-- EXERCISE INPUT follows --

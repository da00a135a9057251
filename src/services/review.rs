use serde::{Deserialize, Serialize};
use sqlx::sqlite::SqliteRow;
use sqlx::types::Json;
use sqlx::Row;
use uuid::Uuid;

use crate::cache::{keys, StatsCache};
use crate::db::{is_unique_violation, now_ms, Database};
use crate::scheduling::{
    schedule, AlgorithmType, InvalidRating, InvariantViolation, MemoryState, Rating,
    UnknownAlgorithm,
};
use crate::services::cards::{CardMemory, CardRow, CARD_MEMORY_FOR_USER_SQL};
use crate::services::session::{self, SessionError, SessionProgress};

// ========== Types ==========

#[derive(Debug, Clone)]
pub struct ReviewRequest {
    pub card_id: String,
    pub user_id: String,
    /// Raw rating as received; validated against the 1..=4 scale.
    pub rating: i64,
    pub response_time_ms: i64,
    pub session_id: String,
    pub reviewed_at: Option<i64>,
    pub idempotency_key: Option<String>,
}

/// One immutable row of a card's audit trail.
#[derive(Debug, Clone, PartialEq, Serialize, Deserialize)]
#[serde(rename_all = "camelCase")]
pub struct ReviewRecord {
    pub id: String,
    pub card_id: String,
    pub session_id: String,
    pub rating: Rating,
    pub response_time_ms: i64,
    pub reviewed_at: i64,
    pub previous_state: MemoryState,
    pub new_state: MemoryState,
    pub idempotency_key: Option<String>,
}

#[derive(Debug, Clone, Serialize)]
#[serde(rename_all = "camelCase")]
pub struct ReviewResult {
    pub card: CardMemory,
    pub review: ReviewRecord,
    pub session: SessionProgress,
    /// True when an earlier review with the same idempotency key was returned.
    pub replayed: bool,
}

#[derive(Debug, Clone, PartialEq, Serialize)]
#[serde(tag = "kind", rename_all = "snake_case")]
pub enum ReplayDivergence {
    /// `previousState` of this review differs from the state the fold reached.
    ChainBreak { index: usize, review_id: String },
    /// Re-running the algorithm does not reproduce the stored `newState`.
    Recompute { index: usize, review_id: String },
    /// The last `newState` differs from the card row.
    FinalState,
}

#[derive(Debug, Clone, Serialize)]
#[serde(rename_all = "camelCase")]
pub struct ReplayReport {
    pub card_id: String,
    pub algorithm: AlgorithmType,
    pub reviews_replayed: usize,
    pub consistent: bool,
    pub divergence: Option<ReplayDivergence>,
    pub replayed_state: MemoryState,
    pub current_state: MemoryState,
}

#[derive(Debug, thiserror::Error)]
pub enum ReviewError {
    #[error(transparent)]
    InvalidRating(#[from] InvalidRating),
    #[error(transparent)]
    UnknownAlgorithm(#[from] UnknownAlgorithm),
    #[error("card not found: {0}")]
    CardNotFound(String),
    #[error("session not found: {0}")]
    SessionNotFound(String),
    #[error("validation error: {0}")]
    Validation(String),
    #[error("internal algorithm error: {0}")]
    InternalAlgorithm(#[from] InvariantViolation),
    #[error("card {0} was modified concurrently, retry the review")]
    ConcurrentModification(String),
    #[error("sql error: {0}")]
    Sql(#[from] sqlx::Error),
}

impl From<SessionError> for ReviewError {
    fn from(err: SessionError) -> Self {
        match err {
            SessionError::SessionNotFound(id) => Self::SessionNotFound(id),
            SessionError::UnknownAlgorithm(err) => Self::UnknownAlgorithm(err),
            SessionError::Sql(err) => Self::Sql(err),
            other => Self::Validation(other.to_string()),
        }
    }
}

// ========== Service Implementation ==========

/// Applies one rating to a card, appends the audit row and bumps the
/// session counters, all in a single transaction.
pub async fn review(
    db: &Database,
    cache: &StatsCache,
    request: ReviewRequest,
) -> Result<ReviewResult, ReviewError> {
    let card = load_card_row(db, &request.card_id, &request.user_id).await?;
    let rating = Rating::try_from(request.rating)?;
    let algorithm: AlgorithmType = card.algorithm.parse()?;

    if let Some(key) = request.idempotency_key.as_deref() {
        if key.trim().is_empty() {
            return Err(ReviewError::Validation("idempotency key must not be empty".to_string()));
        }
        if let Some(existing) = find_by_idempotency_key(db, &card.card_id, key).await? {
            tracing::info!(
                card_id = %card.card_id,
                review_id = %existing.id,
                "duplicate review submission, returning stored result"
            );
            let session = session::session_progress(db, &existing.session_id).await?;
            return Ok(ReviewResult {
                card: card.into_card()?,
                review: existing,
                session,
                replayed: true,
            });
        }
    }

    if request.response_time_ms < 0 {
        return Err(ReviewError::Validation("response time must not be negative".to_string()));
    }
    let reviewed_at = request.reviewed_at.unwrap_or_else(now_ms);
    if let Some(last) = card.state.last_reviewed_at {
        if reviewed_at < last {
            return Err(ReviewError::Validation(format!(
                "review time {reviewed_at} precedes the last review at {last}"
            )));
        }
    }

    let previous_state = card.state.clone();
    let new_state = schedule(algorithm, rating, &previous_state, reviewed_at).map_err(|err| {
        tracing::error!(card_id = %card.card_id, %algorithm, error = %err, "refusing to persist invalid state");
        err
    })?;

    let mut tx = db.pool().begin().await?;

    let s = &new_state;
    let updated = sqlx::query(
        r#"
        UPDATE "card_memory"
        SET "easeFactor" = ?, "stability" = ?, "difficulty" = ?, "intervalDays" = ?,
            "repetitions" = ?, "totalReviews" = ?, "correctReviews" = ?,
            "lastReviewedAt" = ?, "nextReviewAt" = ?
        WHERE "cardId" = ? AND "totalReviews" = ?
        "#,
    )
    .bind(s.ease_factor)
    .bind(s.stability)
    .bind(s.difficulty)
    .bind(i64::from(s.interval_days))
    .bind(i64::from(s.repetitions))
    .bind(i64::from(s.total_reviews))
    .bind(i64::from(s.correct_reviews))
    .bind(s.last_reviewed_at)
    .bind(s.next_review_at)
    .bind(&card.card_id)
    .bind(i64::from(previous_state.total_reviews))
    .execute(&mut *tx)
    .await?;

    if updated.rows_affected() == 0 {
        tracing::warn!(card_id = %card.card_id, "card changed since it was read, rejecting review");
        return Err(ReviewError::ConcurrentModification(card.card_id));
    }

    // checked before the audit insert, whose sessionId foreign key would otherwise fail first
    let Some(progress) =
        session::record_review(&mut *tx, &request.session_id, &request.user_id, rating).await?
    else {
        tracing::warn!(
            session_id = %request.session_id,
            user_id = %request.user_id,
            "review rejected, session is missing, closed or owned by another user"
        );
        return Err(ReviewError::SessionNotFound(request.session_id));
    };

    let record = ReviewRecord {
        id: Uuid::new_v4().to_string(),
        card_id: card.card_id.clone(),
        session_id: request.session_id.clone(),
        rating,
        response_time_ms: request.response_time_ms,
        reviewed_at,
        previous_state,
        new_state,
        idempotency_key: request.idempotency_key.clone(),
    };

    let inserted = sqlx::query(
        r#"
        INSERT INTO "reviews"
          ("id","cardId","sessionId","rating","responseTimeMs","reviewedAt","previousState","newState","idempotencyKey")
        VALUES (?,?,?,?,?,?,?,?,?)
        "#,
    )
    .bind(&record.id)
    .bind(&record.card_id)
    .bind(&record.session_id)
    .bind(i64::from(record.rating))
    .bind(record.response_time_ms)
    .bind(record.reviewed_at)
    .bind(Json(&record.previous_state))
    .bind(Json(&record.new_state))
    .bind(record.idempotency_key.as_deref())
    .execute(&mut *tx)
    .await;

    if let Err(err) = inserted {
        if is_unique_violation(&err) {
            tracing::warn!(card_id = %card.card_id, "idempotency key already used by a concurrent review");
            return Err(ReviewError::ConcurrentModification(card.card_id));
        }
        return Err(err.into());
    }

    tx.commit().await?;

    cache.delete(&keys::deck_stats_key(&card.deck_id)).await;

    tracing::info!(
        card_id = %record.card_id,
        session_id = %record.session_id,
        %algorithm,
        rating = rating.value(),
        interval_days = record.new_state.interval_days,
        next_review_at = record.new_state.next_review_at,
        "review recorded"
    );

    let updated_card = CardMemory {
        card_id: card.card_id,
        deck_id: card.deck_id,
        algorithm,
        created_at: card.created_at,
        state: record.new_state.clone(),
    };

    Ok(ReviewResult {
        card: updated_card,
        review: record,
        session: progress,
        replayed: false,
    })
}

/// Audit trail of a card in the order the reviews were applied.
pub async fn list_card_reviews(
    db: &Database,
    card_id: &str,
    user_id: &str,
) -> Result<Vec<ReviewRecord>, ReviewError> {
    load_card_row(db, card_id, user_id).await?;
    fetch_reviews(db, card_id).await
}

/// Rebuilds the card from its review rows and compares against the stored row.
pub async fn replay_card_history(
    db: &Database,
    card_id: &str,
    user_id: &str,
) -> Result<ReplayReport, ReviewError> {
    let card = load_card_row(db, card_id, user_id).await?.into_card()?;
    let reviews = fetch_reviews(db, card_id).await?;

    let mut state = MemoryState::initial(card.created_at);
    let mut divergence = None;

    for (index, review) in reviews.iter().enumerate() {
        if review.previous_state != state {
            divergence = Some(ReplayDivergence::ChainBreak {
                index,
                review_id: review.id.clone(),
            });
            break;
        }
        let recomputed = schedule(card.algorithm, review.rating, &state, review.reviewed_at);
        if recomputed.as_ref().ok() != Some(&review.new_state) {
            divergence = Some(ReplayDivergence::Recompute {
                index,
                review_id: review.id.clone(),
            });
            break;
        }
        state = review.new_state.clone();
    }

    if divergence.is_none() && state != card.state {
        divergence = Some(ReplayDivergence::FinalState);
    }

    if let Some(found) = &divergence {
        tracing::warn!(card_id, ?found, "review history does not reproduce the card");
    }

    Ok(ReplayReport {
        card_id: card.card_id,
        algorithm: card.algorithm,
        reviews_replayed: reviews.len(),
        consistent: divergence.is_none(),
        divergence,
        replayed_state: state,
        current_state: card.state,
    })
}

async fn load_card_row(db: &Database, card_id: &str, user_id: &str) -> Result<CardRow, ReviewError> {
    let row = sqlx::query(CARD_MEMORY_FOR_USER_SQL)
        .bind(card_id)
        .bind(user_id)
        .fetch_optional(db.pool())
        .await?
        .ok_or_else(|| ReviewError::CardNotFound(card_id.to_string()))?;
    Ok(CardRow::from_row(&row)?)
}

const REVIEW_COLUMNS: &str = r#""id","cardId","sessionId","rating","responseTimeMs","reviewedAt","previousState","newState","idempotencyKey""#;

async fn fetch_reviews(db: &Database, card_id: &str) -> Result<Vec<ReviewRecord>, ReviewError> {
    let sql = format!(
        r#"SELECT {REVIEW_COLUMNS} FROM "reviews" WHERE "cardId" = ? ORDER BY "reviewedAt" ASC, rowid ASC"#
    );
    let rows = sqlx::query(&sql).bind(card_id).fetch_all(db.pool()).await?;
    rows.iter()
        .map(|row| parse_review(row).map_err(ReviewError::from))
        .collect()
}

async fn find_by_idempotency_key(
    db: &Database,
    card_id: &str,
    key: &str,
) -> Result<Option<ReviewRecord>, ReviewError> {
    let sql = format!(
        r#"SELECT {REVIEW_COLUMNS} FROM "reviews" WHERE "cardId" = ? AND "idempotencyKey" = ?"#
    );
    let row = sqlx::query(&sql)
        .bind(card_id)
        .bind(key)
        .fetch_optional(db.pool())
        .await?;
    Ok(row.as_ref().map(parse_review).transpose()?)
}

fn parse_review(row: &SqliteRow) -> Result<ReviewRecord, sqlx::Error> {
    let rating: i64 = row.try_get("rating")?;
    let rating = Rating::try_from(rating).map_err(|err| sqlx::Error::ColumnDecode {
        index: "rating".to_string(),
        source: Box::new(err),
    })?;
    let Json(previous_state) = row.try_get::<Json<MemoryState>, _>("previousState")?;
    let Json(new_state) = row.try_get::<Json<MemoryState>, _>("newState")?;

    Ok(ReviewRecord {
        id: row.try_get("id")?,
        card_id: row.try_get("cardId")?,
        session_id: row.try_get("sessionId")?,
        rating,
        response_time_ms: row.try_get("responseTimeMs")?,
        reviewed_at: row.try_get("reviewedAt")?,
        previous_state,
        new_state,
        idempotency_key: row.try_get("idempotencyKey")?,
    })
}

-- EXERCISE INPUT concluded --

== EXERCISE GOAL ==
From the entries, give the number of lines where the string "responseTimeMs" is found, and nothing else.

== ANSWER AREA ==
3